Stored data:

◆ ◆ ◆ ◆

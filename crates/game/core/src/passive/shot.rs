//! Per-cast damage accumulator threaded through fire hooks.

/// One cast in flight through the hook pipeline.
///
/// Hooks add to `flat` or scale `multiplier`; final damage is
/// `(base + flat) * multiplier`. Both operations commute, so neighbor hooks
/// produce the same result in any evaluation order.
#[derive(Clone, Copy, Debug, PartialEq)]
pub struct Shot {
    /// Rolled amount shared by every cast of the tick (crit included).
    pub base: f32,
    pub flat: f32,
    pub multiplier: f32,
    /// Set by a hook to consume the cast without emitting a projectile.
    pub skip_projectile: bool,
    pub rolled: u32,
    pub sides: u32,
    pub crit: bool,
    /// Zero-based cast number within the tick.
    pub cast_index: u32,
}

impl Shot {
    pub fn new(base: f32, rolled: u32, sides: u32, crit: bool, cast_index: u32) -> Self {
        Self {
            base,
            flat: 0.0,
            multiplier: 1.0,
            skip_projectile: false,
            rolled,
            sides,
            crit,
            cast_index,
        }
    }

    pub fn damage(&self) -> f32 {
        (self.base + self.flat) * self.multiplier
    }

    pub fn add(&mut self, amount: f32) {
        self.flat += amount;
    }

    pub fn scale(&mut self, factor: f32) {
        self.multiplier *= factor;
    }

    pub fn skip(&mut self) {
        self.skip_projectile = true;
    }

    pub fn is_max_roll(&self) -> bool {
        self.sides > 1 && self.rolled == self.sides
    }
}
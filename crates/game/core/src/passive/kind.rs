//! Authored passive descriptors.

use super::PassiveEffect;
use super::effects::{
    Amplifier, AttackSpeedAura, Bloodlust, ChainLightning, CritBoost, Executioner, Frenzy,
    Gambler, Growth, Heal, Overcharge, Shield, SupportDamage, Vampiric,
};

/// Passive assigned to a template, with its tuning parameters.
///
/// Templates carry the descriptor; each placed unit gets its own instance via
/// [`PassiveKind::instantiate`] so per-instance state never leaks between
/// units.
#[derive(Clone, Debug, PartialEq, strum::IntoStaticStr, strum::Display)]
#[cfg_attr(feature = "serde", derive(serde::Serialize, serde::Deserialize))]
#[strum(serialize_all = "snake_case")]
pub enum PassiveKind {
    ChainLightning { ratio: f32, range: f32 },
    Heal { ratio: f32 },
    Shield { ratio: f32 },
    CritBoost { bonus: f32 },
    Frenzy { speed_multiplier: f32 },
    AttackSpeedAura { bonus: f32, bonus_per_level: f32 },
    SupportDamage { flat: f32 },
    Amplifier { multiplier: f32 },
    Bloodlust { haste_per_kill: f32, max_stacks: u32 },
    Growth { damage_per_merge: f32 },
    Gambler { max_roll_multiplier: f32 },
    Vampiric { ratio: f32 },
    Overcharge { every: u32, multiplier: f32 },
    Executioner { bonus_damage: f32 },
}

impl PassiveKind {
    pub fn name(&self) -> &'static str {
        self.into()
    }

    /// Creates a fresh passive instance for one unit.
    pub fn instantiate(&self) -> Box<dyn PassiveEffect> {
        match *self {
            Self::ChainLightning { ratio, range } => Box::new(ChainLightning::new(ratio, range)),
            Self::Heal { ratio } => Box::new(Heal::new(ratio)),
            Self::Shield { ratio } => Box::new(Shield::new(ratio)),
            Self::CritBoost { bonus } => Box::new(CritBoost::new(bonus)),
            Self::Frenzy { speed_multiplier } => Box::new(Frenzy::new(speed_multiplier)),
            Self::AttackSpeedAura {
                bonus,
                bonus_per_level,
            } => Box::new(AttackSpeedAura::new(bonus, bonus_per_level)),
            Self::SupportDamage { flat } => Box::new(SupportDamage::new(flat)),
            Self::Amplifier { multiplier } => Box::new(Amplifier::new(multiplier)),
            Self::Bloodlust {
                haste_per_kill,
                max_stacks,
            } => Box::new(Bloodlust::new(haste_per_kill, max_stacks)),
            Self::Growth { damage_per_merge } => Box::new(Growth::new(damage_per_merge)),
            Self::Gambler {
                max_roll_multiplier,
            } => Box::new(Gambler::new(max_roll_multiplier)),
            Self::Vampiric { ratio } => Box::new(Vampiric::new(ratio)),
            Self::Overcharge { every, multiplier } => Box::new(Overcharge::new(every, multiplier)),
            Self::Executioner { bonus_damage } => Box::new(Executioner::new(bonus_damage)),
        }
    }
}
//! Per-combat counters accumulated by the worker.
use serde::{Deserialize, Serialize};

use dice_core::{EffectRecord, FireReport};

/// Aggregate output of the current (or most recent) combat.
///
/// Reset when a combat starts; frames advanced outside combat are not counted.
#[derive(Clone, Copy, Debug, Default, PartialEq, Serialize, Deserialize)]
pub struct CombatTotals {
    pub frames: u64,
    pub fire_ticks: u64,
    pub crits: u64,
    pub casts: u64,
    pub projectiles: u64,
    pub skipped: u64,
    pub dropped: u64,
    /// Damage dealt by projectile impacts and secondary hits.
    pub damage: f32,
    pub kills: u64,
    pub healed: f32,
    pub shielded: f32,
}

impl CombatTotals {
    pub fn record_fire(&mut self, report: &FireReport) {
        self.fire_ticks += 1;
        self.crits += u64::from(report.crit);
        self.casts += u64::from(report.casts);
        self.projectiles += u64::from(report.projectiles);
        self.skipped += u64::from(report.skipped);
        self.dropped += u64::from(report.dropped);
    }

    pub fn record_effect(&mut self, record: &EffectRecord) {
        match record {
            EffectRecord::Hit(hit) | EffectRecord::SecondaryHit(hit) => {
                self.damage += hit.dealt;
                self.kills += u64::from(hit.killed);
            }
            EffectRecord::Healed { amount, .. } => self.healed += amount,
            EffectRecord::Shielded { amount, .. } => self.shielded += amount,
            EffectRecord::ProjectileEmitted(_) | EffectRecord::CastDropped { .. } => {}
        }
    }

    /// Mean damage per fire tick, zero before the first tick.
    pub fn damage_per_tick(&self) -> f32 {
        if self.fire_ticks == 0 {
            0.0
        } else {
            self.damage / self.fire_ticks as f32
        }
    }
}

◆ ◆ ◆ ◆

→ **TASK REQUIREMENTS**
Retype every record without alteration.

→ **WRITTEN ANSWER**
filename crates/game/core/src/passive/shot.rs
//! Per-cast damage accumulator threaded through fire hooks.

/// One cast in flight through the hook pipeline.
///
/// Hooks add to `flat` or scale `multiplier`; final damage is
/// `(base + flat) * multiplier`. Both operations commute, so neighbor hooks
/// produce the same result in any evaluation order.
#[derive(Clone, Copy, Debug, PartialEq)]
pub struct Shot {
    /// Rolled amount shared by every cast of the tick (crit included).
    pub base: f32,
    pub flat: f32,
    pub multiplier: f32,
    /// Set by a hook to consume the cast without emitting a projectile.
    pub skip_projectile: bool,
    pub rolled: u32,
    pub sides: u32,
    pub crit: bool,
    /// Zero-based cast number within the tick.
    pub cast_index: u32,
}

impl Shot {
    pub fn new(base: f32, rolled: u32, sides: u32, crit: bool, cast_index: u32) -> Self {
        Self {
            base,
            flat: 0.0,
            multiplier: 1.0,
            skip_projectile: false,
            rolled,
            sides,
            crit,
            cast_index,
        }
    }

    pub fn damage(&self) -> f32 {
        (self.base + self.flat) * self.multiplier
    }

    pub fn add(&mut self, amount: f32) {
        self.flat += amount;
    }

    pub fn scale(&mut self, factor: f32) {
        self.multiplier *= factor;
    }

    pub fn skip(&mut self) {
        self.skip_projectile = true;
    }

    pub fn is_max_roll(&self) -> bool {
        self.sides > 1 && self.rolled == self.sides
    }
}
filename crates/game/core/src/passive/kind.rs
//! Authored passive descriptors.

use super::PassiveEffect;
use super::effects::{
    Amplifier, AttackSpeedAura, Bloodlust, ChainLightning, CritBoost, Executioner, Frenzy,
    Gambler, Growth, Heal, Overcharge, Shield, SupportDamage, Vampiric,
};

/// Passive assigned to a template, with its tuning parameters.
///
/// Templates carry the descriptor; each placed unit gets its own instance via
/// [`PassiveKind::instantiate`] so per-instance state never leaks between
/// units.
#[derive(Clone, Debug, PartialEq, strum::IntoStaticStr, strum::Display)]
#[cfg_attr(feature = "serde", derive(serde::Serialize, serde::Deserialize))]
#[strum(serialize_all = "snake_case")]
pub enum PassiveKind {
    ChainLightning { ratio: f32, range: f32 },
    Heal { ratio: f32 },
    Shield { ratio: f32 },
    CritBoost { bonus: f32 },
    Frenzy { speed_multiplier: f32 },
    AttackSpeedAura { bonus: f32, bonus_per_level: f32 },
    SupportDamage { flat: f32 },
    Amplifier { multiplier: f32 },
    Bloodlust { haste_per_kill: f32, max_stacks: u32 },
    Growth { damage_per_merge: f32 },
    Gambler { max_roll_multiplier: f32 },
    Vampiric { ratio: f32 },
    Overcharge { every: u32, multiplier: f32 },
    Executioner { bonus_damage: f32 },
}

impl PassiveKind {
    pub fn name(&self) -> &'static str {
        self.into()
    }

    /// Creates a fresh passive instance for one unit.
    pub fn instantiate(&self) -> Box<dyn PassiveEffect> {
        match *self {
            Self::ChainLightning { ratio, range } => Box::new(ChainLightning::new(ratio, range)),
            Self::Heal { ratio } => Box::new(Heal::new(ratio)),
            Self::Shield { ratio } => Box::new(Shield::new(ratio)),
            Self::CritBoost { bonus } => Box::new(CritBoost::new(bonus)),
            Self::Frenzy { speed_multiplier } => Box::new(Frenzy::new(speed_multiplier)),
            Self::AttackSpeedAura {
                bonus,
                bonus_per_level,
            } => Box::new(AttackSpeedAura::new(bonus, bonus_per_level)),
            Self::SupportDamage { flat } => Box::new(SupportDamage::new(flat)),
            Self::Amplifier { multiplier } => Box::new(Amplifier::new(multiplier)),
            Self::Bloodlust {
                haste_per_kill,
                max_stacks,
            } => Box::new(Bloodlust::new(haste_per_kill, max_stacks)),
            Self::Growth { damage_per_merge } => Box::new(Growth::new(damage_per_merge)),
            Self::Gambler {
                max_roll_multiplier,
            } => Box::new(Gambler::new(max_roll_multiplier)),
            Self::Vampiric { ratio } => Box::new(Vampiric::new(ratio)),
            Self::Overcharge { every, multiplier } => Box::new(Overcharge::new(every, multiplier)),
            Self::Executioner { bonus_damage } => Box::new(Executioner::new(bonus_damage)),
        }
    }
}
//! Per-combat counters accumulated by the worker.
use serde::{Deserialize, Serialize};

use dice_core::{EffectRecord, FireReport};

/// Aggregate output of the current (or most recent) combat.
///
/// Reset when a combat starts; frames advanced outside combat are not counted.
#[derive(Clone, Copy, Debug, Default, PartialEq, Serialize, Deserialize)]
pub struct CombatTotals {
    pub frames: u64,
    pub fire_ticks: u64,
    pub crits: u64,
    pub casts: u64,
    pub projectiles: u64,
    pub skipped: u64,
    pub dropped: u64,
    /// Damage dealt by projectile impacts and secondary hits.
    pub damage: f32,
    pub kills: u64,
    pub healed: f32,
    pub shielded: f32,
}

impl CombatTotals {
    pub fn record_fire(&mut self, report: &FireReport) {
        self.fire_ticks += 1;
        self.crits += u64::from(report.crit);
        self.casts += u64::from(report.casts);
        self.projectiles += u64::from(report.projectiles);
        self.skipped += u64::from(report.skipped);
        self.dropped += u64::from(report.dropped);
    }

    pub fn record_effect(&mut self, record: &EffectRecord) {
        match record {
            EffectRecord::Hit(hit) | EffectRecord::SecondaryHit(hit) => {
                self.damage += hit.dealt;
                self.kills += u64::from(hit.killed);
            }
            EffectRecord::Healed { amount, .. } => self.healed += amount,
            EffectRecord::Shielded { amount, .. } => self.shielded += amount,
            EffectRecord::ProjectileEmitted(_) | EffectRecord::CastDropped { .. } => {}
        }
    }

    /// Mean damage per fire tick, zero before the first tick.
    pub fn damage_per_tick(&self) -> f32 {
        if self.fire_ticks == 0 {
            0.0
        } else {
            self.damage / self.fire_ticks as f32
        }
    }
}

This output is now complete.